◆ Supplied data
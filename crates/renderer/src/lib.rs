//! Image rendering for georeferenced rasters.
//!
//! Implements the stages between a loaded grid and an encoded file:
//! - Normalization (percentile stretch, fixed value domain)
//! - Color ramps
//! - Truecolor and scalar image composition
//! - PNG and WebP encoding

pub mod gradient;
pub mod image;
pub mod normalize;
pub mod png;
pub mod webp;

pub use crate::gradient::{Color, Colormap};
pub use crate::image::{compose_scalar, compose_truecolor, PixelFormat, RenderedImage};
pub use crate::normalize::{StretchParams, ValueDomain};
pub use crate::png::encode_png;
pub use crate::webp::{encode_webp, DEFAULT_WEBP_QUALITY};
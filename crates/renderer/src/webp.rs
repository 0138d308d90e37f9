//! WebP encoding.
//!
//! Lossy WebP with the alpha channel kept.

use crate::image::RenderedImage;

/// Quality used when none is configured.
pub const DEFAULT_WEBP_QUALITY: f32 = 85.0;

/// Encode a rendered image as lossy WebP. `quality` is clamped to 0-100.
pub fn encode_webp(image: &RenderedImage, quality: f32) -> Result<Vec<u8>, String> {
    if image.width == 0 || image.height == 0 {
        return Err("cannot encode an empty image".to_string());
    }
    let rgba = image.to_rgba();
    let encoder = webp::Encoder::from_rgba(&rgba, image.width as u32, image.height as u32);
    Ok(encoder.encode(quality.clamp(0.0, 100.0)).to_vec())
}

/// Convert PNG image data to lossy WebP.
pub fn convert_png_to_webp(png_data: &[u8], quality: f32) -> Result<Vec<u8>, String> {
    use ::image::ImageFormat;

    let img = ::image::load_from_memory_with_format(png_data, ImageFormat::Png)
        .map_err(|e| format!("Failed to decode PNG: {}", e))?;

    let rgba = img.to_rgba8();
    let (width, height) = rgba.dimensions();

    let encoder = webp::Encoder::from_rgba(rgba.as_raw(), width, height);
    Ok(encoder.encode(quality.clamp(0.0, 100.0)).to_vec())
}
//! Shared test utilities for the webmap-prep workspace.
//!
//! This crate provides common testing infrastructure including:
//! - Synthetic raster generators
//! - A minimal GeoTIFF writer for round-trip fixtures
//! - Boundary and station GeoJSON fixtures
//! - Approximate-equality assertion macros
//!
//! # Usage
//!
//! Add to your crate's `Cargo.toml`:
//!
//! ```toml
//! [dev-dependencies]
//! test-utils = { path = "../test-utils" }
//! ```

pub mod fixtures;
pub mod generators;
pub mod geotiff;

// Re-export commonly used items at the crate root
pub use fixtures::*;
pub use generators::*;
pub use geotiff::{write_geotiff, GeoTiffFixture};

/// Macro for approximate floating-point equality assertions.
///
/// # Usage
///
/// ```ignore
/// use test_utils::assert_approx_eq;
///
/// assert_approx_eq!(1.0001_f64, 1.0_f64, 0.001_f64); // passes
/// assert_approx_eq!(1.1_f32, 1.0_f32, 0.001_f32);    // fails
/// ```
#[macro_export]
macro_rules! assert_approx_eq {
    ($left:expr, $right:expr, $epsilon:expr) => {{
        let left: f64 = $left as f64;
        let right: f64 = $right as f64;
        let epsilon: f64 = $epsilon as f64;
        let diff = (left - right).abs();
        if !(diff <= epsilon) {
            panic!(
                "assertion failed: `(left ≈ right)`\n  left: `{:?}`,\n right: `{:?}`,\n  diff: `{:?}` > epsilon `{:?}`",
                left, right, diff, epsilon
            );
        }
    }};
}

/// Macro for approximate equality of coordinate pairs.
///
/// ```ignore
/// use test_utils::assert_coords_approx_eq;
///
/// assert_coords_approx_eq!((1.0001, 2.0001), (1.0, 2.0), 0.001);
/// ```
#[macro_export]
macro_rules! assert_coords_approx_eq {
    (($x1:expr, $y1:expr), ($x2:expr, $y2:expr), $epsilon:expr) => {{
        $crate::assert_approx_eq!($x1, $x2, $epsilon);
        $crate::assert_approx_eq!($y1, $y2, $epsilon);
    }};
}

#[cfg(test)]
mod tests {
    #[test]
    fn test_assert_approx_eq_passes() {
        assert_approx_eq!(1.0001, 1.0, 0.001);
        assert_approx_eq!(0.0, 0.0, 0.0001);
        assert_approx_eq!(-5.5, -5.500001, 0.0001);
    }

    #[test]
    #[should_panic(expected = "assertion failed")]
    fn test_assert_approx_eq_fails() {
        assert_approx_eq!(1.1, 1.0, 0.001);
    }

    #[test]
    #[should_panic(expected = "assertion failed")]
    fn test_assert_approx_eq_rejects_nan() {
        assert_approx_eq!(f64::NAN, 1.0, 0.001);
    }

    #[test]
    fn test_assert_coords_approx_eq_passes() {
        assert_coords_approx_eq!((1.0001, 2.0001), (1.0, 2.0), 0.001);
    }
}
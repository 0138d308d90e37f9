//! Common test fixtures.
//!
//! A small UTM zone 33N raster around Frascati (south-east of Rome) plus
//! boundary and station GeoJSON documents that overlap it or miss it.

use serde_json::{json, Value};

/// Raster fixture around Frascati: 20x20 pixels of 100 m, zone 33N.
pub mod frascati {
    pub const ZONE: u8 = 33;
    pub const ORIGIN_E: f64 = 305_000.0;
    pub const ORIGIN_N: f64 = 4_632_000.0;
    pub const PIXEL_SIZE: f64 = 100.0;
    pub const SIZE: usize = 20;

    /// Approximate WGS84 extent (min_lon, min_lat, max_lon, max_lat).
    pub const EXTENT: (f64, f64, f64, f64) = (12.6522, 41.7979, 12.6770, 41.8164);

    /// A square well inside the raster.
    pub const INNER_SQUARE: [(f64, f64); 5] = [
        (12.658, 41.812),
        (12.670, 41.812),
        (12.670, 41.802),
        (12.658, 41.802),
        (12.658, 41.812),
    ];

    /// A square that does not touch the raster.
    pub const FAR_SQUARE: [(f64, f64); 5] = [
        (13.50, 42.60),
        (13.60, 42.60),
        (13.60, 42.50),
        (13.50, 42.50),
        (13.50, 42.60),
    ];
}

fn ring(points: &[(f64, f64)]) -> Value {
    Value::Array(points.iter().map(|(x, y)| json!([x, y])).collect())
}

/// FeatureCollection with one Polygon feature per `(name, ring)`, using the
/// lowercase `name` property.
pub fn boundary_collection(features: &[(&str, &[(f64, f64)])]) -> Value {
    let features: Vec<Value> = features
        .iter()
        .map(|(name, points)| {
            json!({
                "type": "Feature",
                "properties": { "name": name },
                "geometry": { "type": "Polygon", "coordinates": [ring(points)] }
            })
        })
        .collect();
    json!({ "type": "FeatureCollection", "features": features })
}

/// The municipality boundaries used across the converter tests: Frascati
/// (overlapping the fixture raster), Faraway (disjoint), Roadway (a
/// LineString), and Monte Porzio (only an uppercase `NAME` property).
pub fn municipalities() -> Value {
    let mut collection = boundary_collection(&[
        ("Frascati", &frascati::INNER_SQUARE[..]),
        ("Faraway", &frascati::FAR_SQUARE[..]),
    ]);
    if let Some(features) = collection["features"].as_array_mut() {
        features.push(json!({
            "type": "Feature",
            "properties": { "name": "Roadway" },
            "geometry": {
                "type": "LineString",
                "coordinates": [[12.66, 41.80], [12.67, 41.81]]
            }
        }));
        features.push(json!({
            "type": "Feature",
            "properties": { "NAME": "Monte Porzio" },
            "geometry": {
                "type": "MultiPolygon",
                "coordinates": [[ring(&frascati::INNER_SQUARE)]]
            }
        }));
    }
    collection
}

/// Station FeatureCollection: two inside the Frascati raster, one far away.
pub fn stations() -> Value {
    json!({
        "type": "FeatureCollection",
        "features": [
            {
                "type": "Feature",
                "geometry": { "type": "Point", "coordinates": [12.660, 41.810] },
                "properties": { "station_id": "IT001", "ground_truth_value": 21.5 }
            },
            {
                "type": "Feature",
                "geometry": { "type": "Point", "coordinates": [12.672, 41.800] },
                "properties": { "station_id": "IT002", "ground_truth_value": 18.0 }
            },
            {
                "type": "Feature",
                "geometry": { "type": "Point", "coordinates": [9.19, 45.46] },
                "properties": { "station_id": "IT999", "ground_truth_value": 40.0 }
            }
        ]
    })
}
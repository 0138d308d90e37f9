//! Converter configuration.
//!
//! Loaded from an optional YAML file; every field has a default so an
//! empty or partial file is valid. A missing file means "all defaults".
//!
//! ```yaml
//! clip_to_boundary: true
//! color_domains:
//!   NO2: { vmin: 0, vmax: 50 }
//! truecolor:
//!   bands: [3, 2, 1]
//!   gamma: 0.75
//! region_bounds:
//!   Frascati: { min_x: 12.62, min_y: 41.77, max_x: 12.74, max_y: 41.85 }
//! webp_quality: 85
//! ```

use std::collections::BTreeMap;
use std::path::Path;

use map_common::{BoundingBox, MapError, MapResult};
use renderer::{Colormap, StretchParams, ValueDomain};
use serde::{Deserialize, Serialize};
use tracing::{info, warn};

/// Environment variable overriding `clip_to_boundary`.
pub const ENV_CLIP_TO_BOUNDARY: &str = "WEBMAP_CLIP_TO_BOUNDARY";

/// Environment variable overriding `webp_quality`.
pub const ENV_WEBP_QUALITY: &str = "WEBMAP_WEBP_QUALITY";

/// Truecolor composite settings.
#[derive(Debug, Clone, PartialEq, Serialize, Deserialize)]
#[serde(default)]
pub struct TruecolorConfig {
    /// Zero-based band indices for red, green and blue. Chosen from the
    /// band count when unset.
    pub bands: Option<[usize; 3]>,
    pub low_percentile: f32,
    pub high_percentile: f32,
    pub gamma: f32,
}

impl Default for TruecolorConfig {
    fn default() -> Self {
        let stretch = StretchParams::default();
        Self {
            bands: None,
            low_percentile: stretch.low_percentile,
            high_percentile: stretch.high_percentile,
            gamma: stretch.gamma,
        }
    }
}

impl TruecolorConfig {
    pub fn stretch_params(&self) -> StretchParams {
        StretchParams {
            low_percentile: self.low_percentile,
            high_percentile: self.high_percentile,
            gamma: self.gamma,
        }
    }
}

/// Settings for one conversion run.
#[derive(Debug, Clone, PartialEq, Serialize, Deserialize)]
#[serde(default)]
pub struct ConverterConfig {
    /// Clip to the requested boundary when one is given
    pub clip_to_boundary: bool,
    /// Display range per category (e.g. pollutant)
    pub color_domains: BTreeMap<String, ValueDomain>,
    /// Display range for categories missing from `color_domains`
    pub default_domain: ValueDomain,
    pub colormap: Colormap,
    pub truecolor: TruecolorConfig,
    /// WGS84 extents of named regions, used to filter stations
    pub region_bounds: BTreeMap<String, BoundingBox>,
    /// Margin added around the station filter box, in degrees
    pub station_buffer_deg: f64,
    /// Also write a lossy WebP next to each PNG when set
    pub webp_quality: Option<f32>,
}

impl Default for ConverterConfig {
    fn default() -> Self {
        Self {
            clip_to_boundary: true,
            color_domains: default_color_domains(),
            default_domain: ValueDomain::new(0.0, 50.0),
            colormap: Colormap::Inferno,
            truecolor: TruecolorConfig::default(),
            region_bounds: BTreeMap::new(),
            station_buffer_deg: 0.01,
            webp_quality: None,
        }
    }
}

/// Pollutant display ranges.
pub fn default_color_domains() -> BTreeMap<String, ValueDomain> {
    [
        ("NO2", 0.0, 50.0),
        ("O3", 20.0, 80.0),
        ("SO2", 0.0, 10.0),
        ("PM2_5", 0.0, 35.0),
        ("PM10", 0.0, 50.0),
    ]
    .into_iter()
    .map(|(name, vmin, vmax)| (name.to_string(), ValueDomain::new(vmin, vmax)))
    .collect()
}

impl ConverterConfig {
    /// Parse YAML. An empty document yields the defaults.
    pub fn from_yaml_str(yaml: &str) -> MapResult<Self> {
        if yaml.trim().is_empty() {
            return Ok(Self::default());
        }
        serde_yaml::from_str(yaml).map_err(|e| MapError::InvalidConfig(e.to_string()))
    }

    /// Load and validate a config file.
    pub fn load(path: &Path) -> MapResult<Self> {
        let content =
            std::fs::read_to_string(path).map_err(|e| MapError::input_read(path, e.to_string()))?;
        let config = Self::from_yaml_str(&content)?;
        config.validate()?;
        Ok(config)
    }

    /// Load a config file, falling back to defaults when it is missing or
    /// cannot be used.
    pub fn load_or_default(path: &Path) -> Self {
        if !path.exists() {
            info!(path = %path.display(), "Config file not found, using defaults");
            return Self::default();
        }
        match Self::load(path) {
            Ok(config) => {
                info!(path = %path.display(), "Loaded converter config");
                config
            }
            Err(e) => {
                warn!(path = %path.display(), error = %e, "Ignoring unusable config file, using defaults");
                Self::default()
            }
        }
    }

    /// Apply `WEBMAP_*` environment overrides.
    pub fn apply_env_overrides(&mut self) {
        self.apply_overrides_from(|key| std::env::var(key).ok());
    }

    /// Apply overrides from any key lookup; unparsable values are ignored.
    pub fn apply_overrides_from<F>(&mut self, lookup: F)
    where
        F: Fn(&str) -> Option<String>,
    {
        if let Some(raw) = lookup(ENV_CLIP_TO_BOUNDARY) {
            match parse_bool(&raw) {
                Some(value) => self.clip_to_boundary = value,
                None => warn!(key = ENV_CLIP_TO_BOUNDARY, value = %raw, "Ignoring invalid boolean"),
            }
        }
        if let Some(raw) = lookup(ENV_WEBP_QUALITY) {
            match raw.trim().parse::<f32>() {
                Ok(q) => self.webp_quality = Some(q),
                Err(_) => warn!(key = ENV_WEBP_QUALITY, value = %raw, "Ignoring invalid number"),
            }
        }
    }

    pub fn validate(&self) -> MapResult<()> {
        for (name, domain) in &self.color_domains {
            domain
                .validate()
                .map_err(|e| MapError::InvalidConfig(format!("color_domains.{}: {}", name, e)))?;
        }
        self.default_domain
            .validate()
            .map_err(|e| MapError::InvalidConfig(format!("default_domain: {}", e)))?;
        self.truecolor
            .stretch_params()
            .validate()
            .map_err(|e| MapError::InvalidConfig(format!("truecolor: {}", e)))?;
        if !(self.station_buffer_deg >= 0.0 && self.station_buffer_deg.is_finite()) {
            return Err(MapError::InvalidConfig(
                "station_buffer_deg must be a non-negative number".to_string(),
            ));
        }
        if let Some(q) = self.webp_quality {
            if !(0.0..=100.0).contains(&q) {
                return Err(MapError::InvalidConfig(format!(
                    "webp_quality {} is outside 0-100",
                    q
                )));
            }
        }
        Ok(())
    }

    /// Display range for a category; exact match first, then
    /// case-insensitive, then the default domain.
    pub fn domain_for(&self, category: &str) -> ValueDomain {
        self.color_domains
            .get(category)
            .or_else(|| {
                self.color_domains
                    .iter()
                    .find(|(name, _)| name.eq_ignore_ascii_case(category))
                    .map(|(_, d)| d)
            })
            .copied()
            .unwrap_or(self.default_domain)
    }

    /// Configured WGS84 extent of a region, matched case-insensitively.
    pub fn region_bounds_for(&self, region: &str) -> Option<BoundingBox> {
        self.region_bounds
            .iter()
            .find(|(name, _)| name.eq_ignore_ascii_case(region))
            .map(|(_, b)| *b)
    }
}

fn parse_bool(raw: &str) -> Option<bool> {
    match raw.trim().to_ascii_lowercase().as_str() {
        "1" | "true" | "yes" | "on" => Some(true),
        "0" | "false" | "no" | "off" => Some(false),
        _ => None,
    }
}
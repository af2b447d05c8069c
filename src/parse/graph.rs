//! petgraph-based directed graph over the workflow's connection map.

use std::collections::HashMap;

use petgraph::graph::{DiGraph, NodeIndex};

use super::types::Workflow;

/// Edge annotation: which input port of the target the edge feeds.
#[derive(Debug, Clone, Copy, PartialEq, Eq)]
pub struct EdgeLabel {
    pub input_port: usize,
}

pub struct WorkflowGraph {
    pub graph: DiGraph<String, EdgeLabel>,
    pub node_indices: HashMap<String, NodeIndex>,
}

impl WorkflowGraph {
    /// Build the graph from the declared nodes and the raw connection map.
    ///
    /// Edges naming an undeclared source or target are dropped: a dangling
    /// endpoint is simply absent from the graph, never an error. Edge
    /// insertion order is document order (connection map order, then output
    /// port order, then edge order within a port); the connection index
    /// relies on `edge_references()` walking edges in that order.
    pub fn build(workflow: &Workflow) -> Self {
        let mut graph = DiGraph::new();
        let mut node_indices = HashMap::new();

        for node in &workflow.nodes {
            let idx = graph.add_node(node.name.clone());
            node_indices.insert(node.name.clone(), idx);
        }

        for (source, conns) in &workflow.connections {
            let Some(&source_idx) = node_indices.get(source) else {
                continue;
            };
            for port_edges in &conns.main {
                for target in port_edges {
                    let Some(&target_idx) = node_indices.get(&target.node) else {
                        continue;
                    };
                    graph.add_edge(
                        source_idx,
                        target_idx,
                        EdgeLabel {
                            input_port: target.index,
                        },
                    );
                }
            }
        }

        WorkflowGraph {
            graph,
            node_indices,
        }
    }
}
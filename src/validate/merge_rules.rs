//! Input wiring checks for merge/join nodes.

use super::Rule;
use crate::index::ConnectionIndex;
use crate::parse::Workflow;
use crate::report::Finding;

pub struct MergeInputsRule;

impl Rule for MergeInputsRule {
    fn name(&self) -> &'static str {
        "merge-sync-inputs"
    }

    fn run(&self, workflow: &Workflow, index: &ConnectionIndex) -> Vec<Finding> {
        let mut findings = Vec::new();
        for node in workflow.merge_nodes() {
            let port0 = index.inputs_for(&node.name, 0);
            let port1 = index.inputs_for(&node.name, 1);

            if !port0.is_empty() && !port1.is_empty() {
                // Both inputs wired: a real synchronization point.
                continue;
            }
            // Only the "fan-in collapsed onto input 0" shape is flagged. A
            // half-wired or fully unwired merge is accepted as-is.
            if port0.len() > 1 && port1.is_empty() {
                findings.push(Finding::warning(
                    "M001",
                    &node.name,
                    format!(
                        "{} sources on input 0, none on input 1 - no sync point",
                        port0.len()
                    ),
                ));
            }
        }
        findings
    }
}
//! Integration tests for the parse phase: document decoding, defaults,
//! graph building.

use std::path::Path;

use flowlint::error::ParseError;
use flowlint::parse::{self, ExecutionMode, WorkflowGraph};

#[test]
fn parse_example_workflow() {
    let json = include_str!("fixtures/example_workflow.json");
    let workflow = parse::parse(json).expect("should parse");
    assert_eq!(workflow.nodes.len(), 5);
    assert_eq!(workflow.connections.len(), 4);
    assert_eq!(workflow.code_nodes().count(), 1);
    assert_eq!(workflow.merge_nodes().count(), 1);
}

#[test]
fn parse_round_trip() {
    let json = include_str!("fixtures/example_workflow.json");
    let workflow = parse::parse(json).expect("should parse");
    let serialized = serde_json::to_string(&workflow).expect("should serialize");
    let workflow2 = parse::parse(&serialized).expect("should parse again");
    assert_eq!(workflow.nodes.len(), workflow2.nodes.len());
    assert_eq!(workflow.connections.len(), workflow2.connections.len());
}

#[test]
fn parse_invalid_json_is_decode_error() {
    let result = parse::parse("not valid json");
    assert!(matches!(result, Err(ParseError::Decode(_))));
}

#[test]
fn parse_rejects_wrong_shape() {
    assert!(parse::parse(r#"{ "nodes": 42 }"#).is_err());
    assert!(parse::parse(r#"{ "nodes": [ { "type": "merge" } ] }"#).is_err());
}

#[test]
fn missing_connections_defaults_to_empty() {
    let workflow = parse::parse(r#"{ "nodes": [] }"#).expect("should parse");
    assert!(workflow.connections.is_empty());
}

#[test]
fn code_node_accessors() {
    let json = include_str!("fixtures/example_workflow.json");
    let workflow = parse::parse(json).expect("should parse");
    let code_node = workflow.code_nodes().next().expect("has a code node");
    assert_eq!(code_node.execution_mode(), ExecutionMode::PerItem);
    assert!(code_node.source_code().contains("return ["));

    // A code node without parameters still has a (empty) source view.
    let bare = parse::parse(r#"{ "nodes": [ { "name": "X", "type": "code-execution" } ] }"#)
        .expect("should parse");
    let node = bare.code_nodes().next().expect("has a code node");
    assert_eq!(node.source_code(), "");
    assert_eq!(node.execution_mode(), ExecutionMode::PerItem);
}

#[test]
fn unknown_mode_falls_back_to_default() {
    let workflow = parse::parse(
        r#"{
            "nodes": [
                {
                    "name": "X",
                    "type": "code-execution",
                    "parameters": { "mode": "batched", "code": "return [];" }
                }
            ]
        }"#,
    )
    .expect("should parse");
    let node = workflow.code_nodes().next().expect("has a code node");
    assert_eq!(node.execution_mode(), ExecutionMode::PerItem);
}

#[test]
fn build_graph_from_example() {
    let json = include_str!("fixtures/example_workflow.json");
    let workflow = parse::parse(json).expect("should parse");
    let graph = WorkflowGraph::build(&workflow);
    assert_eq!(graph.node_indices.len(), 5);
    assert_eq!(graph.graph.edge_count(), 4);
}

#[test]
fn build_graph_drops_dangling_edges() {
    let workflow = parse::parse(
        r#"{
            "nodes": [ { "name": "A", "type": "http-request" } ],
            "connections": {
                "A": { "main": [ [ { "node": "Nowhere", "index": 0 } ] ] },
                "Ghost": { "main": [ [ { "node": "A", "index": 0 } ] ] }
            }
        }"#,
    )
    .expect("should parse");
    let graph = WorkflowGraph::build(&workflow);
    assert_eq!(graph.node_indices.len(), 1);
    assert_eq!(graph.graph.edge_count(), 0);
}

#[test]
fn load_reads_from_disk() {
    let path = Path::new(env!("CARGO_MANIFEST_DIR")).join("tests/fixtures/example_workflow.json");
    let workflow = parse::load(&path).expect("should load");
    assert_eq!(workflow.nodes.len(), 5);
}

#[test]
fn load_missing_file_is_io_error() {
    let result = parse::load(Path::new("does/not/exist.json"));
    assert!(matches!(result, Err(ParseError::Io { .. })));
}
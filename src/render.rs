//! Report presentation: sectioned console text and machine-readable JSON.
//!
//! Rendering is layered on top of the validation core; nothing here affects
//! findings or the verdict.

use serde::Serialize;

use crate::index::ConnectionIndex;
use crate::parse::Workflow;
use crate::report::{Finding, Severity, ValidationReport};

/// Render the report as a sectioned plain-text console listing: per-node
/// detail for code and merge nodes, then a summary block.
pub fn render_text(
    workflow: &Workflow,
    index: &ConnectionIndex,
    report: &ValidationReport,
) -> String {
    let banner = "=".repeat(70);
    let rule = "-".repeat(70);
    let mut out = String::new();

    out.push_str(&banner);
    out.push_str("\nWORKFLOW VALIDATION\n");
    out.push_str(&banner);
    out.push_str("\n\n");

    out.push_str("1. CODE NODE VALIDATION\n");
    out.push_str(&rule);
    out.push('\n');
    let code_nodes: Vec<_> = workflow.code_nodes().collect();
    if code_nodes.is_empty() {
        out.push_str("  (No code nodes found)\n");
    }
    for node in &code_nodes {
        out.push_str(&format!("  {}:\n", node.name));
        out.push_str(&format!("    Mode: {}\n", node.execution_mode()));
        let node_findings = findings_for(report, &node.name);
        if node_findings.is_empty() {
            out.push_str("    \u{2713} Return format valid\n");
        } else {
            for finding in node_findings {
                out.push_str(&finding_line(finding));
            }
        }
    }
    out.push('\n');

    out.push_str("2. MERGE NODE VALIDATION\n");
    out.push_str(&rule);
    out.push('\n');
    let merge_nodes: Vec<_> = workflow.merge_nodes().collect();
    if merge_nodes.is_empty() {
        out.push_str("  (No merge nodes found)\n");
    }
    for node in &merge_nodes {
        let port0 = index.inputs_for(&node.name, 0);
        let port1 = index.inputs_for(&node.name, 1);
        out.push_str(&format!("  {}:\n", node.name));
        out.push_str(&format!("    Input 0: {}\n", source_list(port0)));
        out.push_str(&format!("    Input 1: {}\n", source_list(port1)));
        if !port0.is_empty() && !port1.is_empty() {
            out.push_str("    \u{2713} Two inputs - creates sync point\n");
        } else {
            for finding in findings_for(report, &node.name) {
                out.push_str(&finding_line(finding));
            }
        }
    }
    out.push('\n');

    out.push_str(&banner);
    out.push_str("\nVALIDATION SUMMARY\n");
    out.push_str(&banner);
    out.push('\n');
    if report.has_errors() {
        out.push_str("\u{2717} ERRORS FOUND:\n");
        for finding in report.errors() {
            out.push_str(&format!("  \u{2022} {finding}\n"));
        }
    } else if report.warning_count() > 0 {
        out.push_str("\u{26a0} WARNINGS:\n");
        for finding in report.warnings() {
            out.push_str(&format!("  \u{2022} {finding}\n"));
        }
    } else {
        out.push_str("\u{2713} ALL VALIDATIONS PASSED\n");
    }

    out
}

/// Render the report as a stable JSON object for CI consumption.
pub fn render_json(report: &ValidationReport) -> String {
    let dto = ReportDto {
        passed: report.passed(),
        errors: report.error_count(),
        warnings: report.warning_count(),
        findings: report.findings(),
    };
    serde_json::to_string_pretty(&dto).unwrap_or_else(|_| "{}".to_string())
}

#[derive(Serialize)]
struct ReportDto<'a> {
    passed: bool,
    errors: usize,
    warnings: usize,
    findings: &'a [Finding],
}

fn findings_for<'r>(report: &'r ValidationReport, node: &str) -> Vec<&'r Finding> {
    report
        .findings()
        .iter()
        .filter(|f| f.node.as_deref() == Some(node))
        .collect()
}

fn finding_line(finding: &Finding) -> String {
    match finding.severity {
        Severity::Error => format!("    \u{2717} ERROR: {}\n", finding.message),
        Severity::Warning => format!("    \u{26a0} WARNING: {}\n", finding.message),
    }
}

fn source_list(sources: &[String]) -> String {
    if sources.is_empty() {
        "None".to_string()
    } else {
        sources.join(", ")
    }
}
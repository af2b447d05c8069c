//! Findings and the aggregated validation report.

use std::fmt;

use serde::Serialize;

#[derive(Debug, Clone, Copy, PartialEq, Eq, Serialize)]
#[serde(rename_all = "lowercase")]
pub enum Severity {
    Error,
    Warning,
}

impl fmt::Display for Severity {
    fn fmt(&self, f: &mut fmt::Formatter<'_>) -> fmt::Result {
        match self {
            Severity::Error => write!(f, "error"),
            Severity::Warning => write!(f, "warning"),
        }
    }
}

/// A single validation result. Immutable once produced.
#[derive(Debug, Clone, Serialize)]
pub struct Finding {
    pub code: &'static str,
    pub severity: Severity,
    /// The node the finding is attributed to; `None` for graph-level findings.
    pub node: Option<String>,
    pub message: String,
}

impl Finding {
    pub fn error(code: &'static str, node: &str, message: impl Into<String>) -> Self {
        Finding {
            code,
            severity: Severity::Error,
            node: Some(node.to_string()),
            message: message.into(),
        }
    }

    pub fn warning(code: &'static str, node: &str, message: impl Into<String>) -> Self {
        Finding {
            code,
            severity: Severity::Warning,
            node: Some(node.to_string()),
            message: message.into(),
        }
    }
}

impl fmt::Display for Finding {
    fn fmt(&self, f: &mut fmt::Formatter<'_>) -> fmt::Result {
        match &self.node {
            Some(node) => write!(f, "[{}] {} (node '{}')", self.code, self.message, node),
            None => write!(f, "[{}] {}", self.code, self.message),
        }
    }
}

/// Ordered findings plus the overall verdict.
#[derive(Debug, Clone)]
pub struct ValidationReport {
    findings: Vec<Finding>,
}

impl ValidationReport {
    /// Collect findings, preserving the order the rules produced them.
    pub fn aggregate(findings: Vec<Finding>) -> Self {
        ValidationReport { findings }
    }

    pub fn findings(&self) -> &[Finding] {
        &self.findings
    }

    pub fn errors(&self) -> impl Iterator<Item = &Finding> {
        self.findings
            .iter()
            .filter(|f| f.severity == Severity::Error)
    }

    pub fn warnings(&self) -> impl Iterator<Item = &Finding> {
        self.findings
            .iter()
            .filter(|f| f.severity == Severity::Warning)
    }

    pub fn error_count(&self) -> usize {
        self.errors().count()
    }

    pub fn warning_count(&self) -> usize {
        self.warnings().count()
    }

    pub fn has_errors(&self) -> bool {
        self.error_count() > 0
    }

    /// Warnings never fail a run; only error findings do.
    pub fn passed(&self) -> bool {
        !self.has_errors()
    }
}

◆ What you should do
Go through the material above, find each line with the string "BTreeMap", and copy it.

◆ Solution for this exercise
use std::collections::BTreeMap;
    pub color_domains: BTreeMap<String, ValueDomain>,
    pub region_bounds: BTreeMap<String, BoundingBox>,
            region_bounds: BTreeMap::new(),
pub fn default_color_domains() -> BTreeMap<String, ValueDomain> {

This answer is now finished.